Cronaca
IL CASO

Offese al carabiniere ucciso, la prof “scagionata” riammessa a scuola a Novara

Il sindacato di polizia Sap: “Siamo perplessi”. La docente ha sempre negato di essere stata lei a pubblicare il post su Fb

E’ stata riammessa a scuola Eliana Frontini, la professoressa di Novara finita sotto accusa per il commento shock sulla morte del vicebrigadiere dei carabinieri Mario Cerciello Rega. Lo ha reso noto il Sindacato autonomo di polizia (Sap) annunciando che non ritirerà la querela nei confronti dell’insegnante.

LE PERPLESSITA’ DEL SAP
Uno in meno e chiaramente con uno sguardo poco intelligente. Non ne sentiremo la mancanza”, recitava il post pubblicato sul profilo Fb della docente piemontese.

FRASI ORRIBILI SUI SOCIAL
“Ci lascia perplessi la decisione della commissione disciplina che ha permesso all’insegnante novarese Eliana Frontini, il rientro a scuola, dopo le orribili frasi apparse a suo nome sui social network”, ha spiegato Stefano Paoloni segretario generale del Sap.

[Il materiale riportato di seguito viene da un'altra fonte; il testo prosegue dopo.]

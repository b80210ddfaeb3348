use async_trait::async_trait;

use super::base::{FileIdsBody, PollStatus, RequestHandle, collect_ids, first, submit_jobs};
use super::batch::get_statuses;
use crate::clients::DocAiClient;
use crate::error::DocAiResult;
use crate::models::{BatchStatuses, MlcResult};

const SUBMIT_PATH: &str = "api/v2/mlc";
const STATUSES_PATH: &str = "api/v2/mlcs";

/// Multi-level classification of one file.
#[derive(Debug, Clone)]
pub struct MlcRequest {
    handle: RequestHandle,
    file_id: Option<String>,
}

impl MlcRequest {
    pub async fn submit<I>(client: &DocAiClient, file_ids: I) -> DocAiResult<Vec<Self>>
    where
        I: IntoIterator,
        I::Item: Into<String>,
    {
        let file_ids = collect_ids(file_ids, "file id")?;
        let body = FileIdsBody {
            file_ids: &file_ids,
            field_ids: None,
        };
        let statuses: Vec<MlcResult> = submit_jobs(client, SUBMIT_PATH, &body).await?;

        Ok(statuses
            .into_iter()
            .map(|status| Self {
                handle: RequestHandle::submitted(client.clone(), &status),
                file_id: status.file_id,
            })
            .collect())
    }

    pub async fn submit_one(client: &DocAiClient, file_id: impl Into<String>) -> DocAiResult<Self> {
        let file_id: String = file_id.into();
        first(Self::submit(client, [file_id]).await?, SUBMIT_PATH)
    }

    pub fn from_id(client: DocAiClient, request_id: impl Into<String>) -> Self {
        Self {
            handle: RequestHandle::resumed(client, request_id),
            file_id: None,
        }
    }

    pub fn file_id(&self) -> Option<&str> {
        self.file_id.as_deref()
    }

    pub async fn get_statuses<I>(client: &DocAiClient, request_ids: I) -> DocAiResult<BatchStatuses<MlcResult>>
    where
        I: IntoIterator,
        I::Item: Into<String>,
    {
        get_statuses(client, STATUSES_PATH, request_ids).await
    }
}

#[async_trait]
impl PollStatus for MlcRequest {
    type Status = MlcResult;

    fn handle(&self) -> &RequestHandle {
        &self.handle
    }

    async fn fetch_status(&self) -> DocAiResult<MlcResult> {
        let path = format!("{SUBMIT_PATH}/{}", self.request_id());
        self.handle.client().get_json(&path, 200).await
    }
}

SI TRATTA DI STRATEGIA DIFENSIVE?
“Il ruolo di una insegnante è quello di educare i giovani attraverso lo strumento dell’esempio – ha aggiunto -. Non entro nel merito delle giustificazioni che, più che tali, paiono vere e proprie strategie difensive. Attendiamo che la verità sia accertata in sede penale”.

SCAGIONATA DAL VERO AUTORE DEL MESSAGGIO
Nei giorni scorsi, tuttavia, la donna, assistita dai suoi legali, ha consegnato alla commissione disciplinare dell’Ufficio Scolastico regionale la “dichiarazione asseverata” da parte di una persona che si è assunta pienamente la responsabilità del messaggio incriminato.

LA VERSIONE DELLA DOCENTE
Il documento avrebbe avvalorato l’ultima versione dei fatti che la stessa Frontini aveva fornito, quando un paio di giorni dopo l’esplodere delle polemiche, aveva spiegato che quel post (di cui pure aveva chiesto pubblicamente scusa) non era opera sua, ma di una persona che, utilizzando le sue credenziali, era entrata nelle pagine del social ed aveva pubblicato le righe incriminate.

SI TRATTA DI UN FAMILIARE?
L’identità della persona non è trapelata, ma la ricostruzione fornita, a suo tempo, dalla stessa insegnante porta a pensare a qualcuno che faccia parte dello stretto giro familiare.